(Entries supplied)

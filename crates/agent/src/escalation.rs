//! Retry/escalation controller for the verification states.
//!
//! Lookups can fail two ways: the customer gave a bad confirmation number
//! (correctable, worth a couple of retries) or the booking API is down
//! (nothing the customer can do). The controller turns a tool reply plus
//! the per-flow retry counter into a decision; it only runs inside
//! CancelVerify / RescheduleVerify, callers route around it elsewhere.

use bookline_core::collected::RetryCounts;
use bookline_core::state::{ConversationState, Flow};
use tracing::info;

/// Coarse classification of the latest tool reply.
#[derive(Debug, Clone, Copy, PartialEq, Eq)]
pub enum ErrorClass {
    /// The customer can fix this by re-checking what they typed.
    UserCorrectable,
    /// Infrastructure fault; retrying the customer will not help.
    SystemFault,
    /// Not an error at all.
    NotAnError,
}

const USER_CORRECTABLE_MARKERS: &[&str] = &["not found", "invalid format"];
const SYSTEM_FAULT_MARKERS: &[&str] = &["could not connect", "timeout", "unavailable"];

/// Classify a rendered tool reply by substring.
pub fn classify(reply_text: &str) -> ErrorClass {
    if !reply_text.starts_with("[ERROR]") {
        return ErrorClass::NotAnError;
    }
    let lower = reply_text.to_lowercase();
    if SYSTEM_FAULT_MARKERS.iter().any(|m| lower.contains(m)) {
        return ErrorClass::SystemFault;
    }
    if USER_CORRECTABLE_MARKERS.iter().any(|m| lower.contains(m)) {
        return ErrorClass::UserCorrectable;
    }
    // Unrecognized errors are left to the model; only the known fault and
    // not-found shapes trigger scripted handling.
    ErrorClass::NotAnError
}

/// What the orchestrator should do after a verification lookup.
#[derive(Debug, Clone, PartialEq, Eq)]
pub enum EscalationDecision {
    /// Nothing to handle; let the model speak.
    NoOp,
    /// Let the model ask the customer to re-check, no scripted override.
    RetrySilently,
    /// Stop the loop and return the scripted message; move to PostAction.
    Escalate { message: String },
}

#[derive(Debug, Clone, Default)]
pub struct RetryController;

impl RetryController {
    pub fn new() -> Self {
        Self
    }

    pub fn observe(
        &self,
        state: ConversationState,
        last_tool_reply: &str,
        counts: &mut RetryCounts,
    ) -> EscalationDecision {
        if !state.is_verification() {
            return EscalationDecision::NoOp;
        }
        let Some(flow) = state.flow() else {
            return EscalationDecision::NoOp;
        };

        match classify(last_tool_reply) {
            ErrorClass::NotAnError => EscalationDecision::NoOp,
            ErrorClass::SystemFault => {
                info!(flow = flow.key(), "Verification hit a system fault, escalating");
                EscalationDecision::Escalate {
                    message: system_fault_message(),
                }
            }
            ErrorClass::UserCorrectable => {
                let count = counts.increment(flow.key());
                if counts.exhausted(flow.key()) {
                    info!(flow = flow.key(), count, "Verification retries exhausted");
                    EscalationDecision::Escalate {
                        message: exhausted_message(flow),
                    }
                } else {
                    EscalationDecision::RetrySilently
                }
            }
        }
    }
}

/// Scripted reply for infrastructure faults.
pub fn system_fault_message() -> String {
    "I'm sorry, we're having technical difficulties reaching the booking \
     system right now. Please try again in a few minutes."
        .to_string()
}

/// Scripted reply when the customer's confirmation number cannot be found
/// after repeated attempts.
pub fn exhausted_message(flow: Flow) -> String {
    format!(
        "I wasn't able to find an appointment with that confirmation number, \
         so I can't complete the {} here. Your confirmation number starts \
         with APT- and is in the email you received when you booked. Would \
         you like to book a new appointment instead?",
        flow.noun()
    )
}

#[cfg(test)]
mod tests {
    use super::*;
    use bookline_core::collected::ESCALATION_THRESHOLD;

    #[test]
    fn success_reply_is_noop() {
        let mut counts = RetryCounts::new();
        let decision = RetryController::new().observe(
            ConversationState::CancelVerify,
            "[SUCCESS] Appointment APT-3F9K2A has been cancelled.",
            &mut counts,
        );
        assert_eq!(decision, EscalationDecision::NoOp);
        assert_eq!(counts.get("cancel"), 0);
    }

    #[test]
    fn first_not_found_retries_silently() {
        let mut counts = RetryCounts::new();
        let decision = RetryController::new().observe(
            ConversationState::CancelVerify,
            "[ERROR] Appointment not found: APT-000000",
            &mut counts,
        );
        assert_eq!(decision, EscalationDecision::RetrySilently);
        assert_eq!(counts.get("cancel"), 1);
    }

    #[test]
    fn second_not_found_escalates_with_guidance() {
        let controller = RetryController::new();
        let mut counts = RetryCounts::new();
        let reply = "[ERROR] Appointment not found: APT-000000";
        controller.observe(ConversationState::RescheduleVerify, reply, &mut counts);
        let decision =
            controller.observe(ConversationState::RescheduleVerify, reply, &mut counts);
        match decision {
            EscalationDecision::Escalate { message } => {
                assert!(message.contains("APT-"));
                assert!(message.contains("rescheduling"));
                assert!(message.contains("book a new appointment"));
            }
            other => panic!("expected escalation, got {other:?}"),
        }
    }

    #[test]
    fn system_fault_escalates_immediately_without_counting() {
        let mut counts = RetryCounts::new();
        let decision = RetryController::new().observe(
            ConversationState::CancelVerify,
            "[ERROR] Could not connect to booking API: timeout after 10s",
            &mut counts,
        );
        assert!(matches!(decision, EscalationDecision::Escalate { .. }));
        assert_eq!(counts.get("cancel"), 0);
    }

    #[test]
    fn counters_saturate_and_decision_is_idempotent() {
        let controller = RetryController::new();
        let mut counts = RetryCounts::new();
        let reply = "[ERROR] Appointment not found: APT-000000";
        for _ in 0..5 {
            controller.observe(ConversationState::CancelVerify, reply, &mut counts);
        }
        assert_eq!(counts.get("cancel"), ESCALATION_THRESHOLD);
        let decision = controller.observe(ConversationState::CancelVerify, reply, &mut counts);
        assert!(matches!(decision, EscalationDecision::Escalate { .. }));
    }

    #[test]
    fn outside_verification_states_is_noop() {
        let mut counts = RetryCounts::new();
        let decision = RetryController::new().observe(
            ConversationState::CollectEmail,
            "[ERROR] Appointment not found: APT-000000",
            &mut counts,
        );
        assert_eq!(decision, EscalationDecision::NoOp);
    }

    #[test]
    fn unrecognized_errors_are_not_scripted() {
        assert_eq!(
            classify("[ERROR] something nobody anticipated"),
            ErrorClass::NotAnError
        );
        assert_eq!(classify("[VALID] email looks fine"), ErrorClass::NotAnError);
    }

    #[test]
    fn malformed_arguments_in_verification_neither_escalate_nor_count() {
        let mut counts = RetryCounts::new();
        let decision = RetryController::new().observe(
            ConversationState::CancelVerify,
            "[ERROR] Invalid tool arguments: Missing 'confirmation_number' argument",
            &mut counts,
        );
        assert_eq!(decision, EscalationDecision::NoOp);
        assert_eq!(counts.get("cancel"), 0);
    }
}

(End Entries supplied)
(Entries supplied)

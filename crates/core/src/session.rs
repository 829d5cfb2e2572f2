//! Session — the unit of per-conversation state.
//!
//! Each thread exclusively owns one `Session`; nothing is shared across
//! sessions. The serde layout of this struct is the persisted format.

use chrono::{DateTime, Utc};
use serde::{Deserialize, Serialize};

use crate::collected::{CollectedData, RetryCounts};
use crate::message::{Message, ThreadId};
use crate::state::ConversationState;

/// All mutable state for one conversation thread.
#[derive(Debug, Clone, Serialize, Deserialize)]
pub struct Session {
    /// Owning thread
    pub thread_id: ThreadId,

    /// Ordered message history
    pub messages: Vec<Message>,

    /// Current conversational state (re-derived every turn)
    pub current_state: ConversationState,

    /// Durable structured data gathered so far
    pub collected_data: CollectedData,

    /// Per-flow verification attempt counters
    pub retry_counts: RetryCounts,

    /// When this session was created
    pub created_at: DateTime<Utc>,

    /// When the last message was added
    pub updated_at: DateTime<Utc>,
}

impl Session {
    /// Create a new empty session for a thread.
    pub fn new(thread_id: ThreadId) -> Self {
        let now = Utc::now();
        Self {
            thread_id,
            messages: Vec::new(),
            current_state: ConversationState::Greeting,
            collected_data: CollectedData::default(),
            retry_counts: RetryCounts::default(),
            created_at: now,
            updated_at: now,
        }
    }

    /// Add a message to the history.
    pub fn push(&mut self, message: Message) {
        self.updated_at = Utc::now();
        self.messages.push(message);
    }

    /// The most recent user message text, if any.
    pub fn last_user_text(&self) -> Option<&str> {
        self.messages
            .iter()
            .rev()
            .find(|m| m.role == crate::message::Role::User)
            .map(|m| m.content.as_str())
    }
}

(End Entries supplied)
(Entries supplied)

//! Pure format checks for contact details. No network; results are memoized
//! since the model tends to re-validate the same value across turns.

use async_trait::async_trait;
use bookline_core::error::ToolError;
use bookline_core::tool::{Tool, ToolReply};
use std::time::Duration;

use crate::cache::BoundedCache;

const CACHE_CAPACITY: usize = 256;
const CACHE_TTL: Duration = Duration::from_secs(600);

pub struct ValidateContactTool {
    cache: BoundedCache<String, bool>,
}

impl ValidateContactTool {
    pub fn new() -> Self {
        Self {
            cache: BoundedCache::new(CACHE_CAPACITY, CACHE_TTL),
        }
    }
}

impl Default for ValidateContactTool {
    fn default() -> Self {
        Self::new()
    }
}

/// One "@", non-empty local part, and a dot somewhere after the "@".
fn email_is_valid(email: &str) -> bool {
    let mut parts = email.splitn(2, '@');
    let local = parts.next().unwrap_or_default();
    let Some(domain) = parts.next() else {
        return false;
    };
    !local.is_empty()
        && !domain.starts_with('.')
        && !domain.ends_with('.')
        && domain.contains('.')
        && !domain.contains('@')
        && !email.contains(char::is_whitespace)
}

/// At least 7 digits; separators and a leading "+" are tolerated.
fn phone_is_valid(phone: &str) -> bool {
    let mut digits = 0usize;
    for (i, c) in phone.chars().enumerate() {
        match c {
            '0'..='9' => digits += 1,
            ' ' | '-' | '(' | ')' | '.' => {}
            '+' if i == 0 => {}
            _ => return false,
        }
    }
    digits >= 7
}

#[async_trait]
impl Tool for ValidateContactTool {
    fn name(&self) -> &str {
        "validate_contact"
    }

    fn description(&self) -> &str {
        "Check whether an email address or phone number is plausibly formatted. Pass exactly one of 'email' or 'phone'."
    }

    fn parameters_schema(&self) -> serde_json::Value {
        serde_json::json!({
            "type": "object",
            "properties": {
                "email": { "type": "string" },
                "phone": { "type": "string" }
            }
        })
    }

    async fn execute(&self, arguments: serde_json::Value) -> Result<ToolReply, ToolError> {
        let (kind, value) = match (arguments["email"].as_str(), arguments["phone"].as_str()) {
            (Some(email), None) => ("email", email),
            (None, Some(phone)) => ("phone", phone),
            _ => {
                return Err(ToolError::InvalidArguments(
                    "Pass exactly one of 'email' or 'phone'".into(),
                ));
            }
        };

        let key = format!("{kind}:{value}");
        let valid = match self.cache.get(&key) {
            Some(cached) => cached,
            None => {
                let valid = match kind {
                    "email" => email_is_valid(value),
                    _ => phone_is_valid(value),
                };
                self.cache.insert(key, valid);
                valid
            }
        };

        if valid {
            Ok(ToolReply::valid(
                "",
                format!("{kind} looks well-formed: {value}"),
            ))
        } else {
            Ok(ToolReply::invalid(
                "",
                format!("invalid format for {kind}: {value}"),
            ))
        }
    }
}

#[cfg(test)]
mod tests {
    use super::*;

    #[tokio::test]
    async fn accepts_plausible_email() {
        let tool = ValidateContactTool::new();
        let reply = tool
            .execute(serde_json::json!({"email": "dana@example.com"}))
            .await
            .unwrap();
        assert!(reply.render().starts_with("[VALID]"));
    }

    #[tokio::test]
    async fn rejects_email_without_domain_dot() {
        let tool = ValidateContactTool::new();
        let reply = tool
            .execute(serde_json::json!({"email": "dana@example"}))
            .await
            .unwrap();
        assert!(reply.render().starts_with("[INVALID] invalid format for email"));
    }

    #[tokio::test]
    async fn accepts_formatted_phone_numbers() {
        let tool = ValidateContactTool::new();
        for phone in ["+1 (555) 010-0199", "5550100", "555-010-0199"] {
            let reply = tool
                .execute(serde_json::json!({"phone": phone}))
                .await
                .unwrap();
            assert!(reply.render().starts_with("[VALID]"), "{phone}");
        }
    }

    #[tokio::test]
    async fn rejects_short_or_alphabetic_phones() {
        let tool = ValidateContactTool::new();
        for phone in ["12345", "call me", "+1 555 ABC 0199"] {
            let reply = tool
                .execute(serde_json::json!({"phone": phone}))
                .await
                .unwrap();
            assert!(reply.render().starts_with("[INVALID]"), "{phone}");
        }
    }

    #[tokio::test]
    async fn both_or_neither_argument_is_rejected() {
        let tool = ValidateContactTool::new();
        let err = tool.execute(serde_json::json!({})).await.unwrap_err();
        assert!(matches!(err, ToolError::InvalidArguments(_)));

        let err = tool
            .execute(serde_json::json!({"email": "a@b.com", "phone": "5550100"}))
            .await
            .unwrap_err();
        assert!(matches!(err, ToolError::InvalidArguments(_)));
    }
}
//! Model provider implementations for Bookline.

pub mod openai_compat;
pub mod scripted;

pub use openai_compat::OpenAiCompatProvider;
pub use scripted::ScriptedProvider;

(End Entries supplied)

# [Task goal]
Above are the lines; repeat exactly the ones from the line containing "filename crates/agent/src/escalation.rs" down to the line containing "around it elsewhere.", both inclusive.

# [Exercise response]
filename crates/agent/src/escalation.rs
//! Retry/escalation controller for the verification states.
//!
//! Lookups can fail two ways: the customer gave a bad confirmation number
//! (correctable, worth a couple of retries) or the booking API is down
//! (nothing the customer can do). The controller turns a tool reply plus
//! the per-flow retry counter into a decision; it only runs inside
//! CancelVerify / RescheduleVerify, callers route around it elsewhere.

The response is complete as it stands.